> [TASK STATEMENT]: Every entry in the listing below is to be output unchanged.

> [MATERIAL PROVIDED]:

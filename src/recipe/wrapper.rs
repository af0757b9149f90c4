//! Recipe wrappers and their ingredient lists.

use std::any::Any;
use std::fmt;
use std::ops::Deref;
use std::sync::atomic::{AtomicU64, Ordering};
use std::sync::Arc;

use super::focus::FocusMode;
use crate::ingredient::{Ingredient, IngredientGroup, IngredientValue};

/// Normalized view of a recipe.
///
/// Implementations report their ingredients by filling an [`Ingredients`]
/// container. Returning an error (or a
/// [`BrokenCraftingRecipe`](crate::error::BrokenCraftingRecipe)) drops the
/// recipe without touching the index.
pub trait RecipeWrapper: Any + fmt::Debug + Send + Sync {
    fn ingredients(&self, ingredients: &mut Ingredients) -> anyhow::Result<()>;
}

impl dyn RecipeWrapper {
    pub fn downcast_ref<T: RecipeWrapper>(&self) -> Option<&T> {
        let any: &dyn Any = self;
        any.downcast_ref::<T>()
    }
}

/// Identity of a wrapper handle.
#[derive(Debug, Clone, Copy, PartialEq, Eq, Hash, PartialOrd, Ord)]
pub struct WrapperId(u64);

static NEXT_WRAPPER_ID: AtomicU64 = AtomicU64::new(1);

impl WrapperId {
    fn next() -> Self {
        Self(NEXT_WRAPPER_ID.fetch_add(1, Ordering::Relaxed))
    }
}

impl fmt::Display for WrapperId {
    fn fmt(&self, f: &mut fmt::Formatter<'_>) -> fmt::Result {
        write!(f, "#{}", self.0)
    }
}

/// A shared wrapper with a stable identity.
///
/// Handles compare equal only to clones of themselves, never by content.
#[derive(Clone)]
pub struct WrapperHandle {
    id: WrapperId,
    wrapper: Arc<dyn RecipeWrapper>,
}

impl WrapperHandle {
    pub fn new(wrapper: Arc<dyn RecipeWrapper>) -> Self {
        Self {
            id: WrapperId::next(),
            wrapper,
        }
    }

    pub fn from_wrapper<W: RecipeWrapper>(wrapper: W) -> Self {
        Self::new(Arc::new(wrapper))
    }

    pub fn id(&self) -> WrapperId {
        self.id
    }

    pub fn wrapper(&self) -> &Arc<dyn RecipeWrapper> {
        &self.wrapper
    }
}

impl Deref for WrapperHandle {
    type Target = dyn RecipeWrapper;

    fn deref(&self) -> &Self::Target {
        &*self.wrapper
    }
}

impl PartialEq for WrapperHandle {
    fn eq(&self, other: &Self) -> bool {
        self.id == other.id
    }
}

impl Eq for WrapperHandle {}

impl fmt::Debug for WrapperHandle {
    fn fmt(&self, f: &mut fmt::Formatter<'_>) -> fmt::Result {
        write!(f, "{} {:?}", self.id, self.wrapper)
    }
}

/// Input and output ingredient groups of a recipe.
///
/// Each group is an OR-set: any one of its ingredients fills that slot.
/// Setting the groups for an ingredient type replaces earlier groups of that
/// type and leaves groups of other types alone.
#[derive(Debug, Clone, Default)]
pub struct Ingredients {
    inputs: Vec<IngredientGroup>,
    outputs: Vec<IngredientGroup>,
}

impl Ingredients {
    pub fn new() -> Self {
        Self::default()
    }

    /// One input slot per value.
    pub fn set_inputs<V: IngredientValue>(&mut self, inputs: Vec<V>) {
        self.set_input_lists(inputs.into_iter().map(|v| vec![v]).collect());
    }

    pub fn set_input_lists<V: IngredientValue>(&mut self, lists: Vec<Vec<V>>) {
        replace_groups(&mut self.inputs, lists);
    }

    pub fn set_output<V: IngredientValue>(&mut self, output: V) {
        self.set_output_lists(vec![vec![output]]);
    }

    pub fn set_outputs<V: IngredientValue>(&mut self, outputs: Vec<V>) {
        self.set_output_lists(outputs.into_iter().map(|v| vec![v]).collect());
    }

    pub fn set_output_lists<V: IngredientValue>(&mut self, lists: Vec<Vec<V>>) {
        replace_groups(&mut self.outputs, lists);
    }

    /// Append an already type-erased input group.
    pub fn add_input_group(&mut self, group: IngredientGroup) {
        self.inputs.push(group);
    }

    /// Append an already type-erased output group.
    pub fn add_output_group(&mut self, group: IngredientGroup) {
        self.outputs.push(group);
    }

    pub fn inputs(&self) -> &[IngredientGroup] {
        &self.inputs
    }

    pub fn outputs(&self) -> &[IngredientGroup] {
        &self.outputs
    }

    /// Input groups for [`FocusMode::Input`], output groups for
    /// [`FocusMode::Output`].
    pub fn groups(&self, mode: FocusMode) -> &[IngredientGroup] {
        match mode {
            FocusMode::Input => &self.inputs,
            FocusMode::Output => &self.outputs,
        }
    }

    /// Every value of type `V` on one side, in slot order.
    pub fn values<V: IngredientValue>(&self, mode: FocusMode) -> Vec<&V> {
        self.groups(mode)
            .iter()
            .flatten()
            .filter_map(|i| i.downcast_ref::<V>())
            .collect()
    }

    pub fn is_empty(&self) -> bool {
        self.inputs.is_empty() && self.outputs.is_empty()
    }
}

fn replace_groups<V: IngredientValue>(groups: &mut Vec<IngredientGroup>, lists: Vec<Vec<V>>) {
    groups.retain(|group| !group.iter().any(|i| i.is::<V>()));
    groups.extend(
        lists
            .into_iter()
            .map(|list| list.into_iter().map(Ingredient::new).collect::<IngredientGroup>()),
    );
}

> [ANSWER AREA]:
filename src/recipe/wrapper.rs
repository af0757b9149f90c4
//! Recipe wrappers and their ingredient lists.

use std::any::Any;
use std::fmt;
use std::ops::Deref;
use std::sync::atomic::{AtomicU64, Ordering};
use std::sync::Arc;

use super::focus::FocusMode;
use crate::ingredient::{Ingredient, IngredientGroup, IngredientValue};

/// Normalized view of a recipe.
///
/// Implementations report their ingredients by filling an [`Ingredients`]
/// container. Returning an error (or a
/// [`BrokenCraftingRecipe`](crate::error::BrokenCraftingRecipe)) drops the
/// recipe without touching the index.
pub trait RecipeWrapper: Any + fmt::Debug + Send + Sync {
    fn ingredients(&self, ingredients: &mut Ingredients) -> anyhow::Result<()>;
}

impl dyn RecipeWrapper {
    pub fn downcast_ref<T: RecipeWrapper>(&self) -> Option<&T> {
        let any: &dyn Any = self;
        any.downcast_ref::<T>()
    }
}

/// Identity of a wrapper handle.
#[derive(Debug, Clone, Copy, PartialEq, Eq, Hash, PartialOrd, Ord)]
pub struct WrapperId(u64);

static NEXT_WRAPPER_ID: AtomicU64 = AtomicU64::new(1);

impl WrapperId {
    fn next() -> Self {
        Self(NEXT_WRAPPER_ID.fetch_add(1, Ordering::Relaxed))
    }
}

impl fmt::Display for WrapperId {
    fn fmt(&self, f: &mut fmt::Formatter<'_>) -> fmt::Result {
        write!(f, "#{}", self.0)
    }
}

/// A shared wrapper with a stable identity.
///
/// Handles compare equal only to clones of themselves, never by content.
#[derive(Clone)]
pub struct WrapperHandle {
    id: WrapperId,
    wrapper: Arc<dyn RecipeWrapper>,
}

impl WrapperHandle {
    pub fn new(wrapper: Arc<dyn RecipeWrapper>) -> Self {
        Self {
            id: WrapperId::next(),
            wrapper,
        }
    }

    pub fn from_wrapper<W: RecipeWrapper>(wrapper: W) -> Self {
        Self::new(Arc::new(wrapper))
    }

    pub fn id(&self) -> WrapperId {
        self.id
    }

    pub fn wrapper(&self) -> &Arc<dyn RecipeWrapper> {
        &self.wrapper
    }
}

impl Deref for WrapperHandle {
    type Target = dyn RecipeWrapper;

    fn deref(&self) -> &Self::Target {
        &*self.wrapper
    }
}

impl PartialEq for WrapperHandle {
    fn eq(&self, other: &Self) -> bool {
        self.id == other.id
    }
}

impl Eq for WrapperHandle {}

impl fmt::Debug for WrapperHandle {
    fn fmt(&self, f: &mut fmt::Formatter<'_>) -> fmt::Result {
        write!(f, "{} {:?}", self.id, self.wrapper)
    }
}

/// Input and output ingredient groups of a recipe.
///
/// Each group is an OR-set: any one of its ingredients fills that slot.
/// Setting the groups for an ingredient type replaces earlier groups of that
/// type and leaves groups of other types alone.
#[derive(Debug, Clone, Default)]
pub struct Ingredients {
    inputs: Vec<IngredientGroup>,
    outputs: Vec<IngredientGroup>,
}

impl Ingredients {
    pub fn new() -> Self {
        Self::default()
    }

    /// One input slot per value.
    pub fn set_inputs<V: IngredientValue>(&mut self, inputs: Vec<V>) {
        self.set_input_lists(inputs.into_iter().map(|v| vec![v]).collect());
    }

    pub fn set_input_lists<V: IngredientValue>(&mut self, lists: Vec<Vec<V>>) {
        replace_groups(&mut self.inputs, lists);
    }

    pub fn set_output<V: IngredientValue>(&mut self, output: V) {
        self.set_output_lists(vec![vec![output]]);
    }

    pub fn set_outputs<V: IngredientValue>(&mut self, outputs: Vec<V>) {
        self.set_output_lists(outputs.into_iter().map(|v| vec![v]).collect());
    }

    pub fn set_output_lists<V: IngredientValue>(&mut self, lists: Vec<Vec<V>>) {
        replace_groups(&mut self.outputs, lists);
    }

    /// Append an already type-erased input group.
    pub fn add_input_group(&mut self, group: IngredientGroup) {
        self.inputs.push(group);
    }

    /// Append an already type-erased output group.
    pub fn add_output_group(&mut self, group: IngredientGroup) {
        self.outputs.push(group);
    }

    pub fn inputs(&self) -> &[IngredientGroup] {
        &self.inputs
    }

    pub fn outputs(&self) -> &[IngredientGroup] {
        &self.outputs
    }

    /// Input groups for [`FocusMode::Input`], output groups for
    /// [`FocusMode::Output`].
    pub fn groups(&self, mode: FocusMode) -> &[IngredientGroup] {
        match mode {
            FocusMode::Input => &self.inputs,
            FocusMode::Output => &self.outputs,
        }
    }

    /// Every value of type `V` on one side, in slot order.
    pub fn values<V: IngredientValue>(&self, mode: FocusMode) -> Vec<&V> {
        self.groups(mode)
            .iter()
            .flatten()
            .filter_map(|i| i.downcast_ref::<V>())
            .collect()
    }

    pub fn is_empty(&self) -> bool {
        self.inputs.is_empty() && self.outputs.is_empty()
    }
}

fn replace_groups<V: IngredientValue>(groups: &mut Vec<IngredientGroup>, lists: Vec<Vec<V>>) {
    groups.retain(|group| !group.iter().any(|i| i.is::<V>()));
    groups.extend(
        lists
            .into_iter()
            .map(|list| list.into_iter().map(Ingredient::new).collect::<IngredientGroup>()),
    );
}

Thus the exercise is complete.